Konhaus and Cassily arranged the project with Rousse and also contacted the filmmakers.

Maunsell, a London-born producer with a long career making mostly university and college films, comes from a family of artists. She was immediately fascinated with Rousse.

"The thing about Georges' art is you don't always get it when you first see it," she said. "In fact, most people don't get it. You have to have it pointed out to you, and then you go, 'No -- no way.' And then you think, 'Oh my God, I'm going to get to tell this story? I'm really a very lucky person. I hope I can do it justice.' "

Dalsheimer, a former middle-school teacher who has made low-budget documentaries about local subcultures, saw things differently.

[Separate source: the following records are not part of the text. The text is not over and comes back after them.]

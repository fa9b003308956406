use std::sync::Arc;

use dashmap::DashMap;
use tokio::sync::{Mutex, OwnedMutexGuard};
use uuid::Uuid;

/// One async mutex per donation id. Transitions on the same donation run one
/// at a time; different donations never contend.
#[derive(Default)]
pub struct RecordLocks {
    locks: DashMap<Uuid, Arc<Mutex<()>>>,
}

impl RecordLocks {
    pub fn new() -> Self {
        Self::default()
    }

    pub async fn acquire(&self, id: Uuid) -> OwnedMutexGuard<()> {
        let lock = self.locks.entry(id).or_default().clone();
        lock.lock_owned().await
    }

    /// Forget locks nobody is holding or waiting on.
    pub fn prune(&self) -> usize {
        let before = self.locks.len();
        self.locks.retain(|_, lock| Arc::strong_count(lock) > 1);
        before - self.locks.len()
    }

    pub fn len(&self) -> usize {
        self.locks.len()
    }

    pub fn is_empty(&self) -> bool {
        self.locks.is_empty()
    }
}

"I was more interested in the community story," he said, "because I had a gut feeling that something cool was going to happen. I don't think I really knew before it happened how amazing it would be."

Here was their challenge: Rousse created 11 pieces in six very different spaces, each of which had a site manager supervising scores of volunteers.

"You want to get the stories from all these people," Maunsell said. "How to put together a film with all these different voices and somehow have it be cohesive?"

Often the pair were at odds over what to include, they said, but in the end were steered by the treatment that Maunsell had written beforehand.

"It's a linear story, and that's what saved our sanity," she said. "It basically starts at the beginning and ends at the end, thank goodness. I'm not sure that would have been the only way to tell the story, but it's the only why that I -- that we -- could figure it out."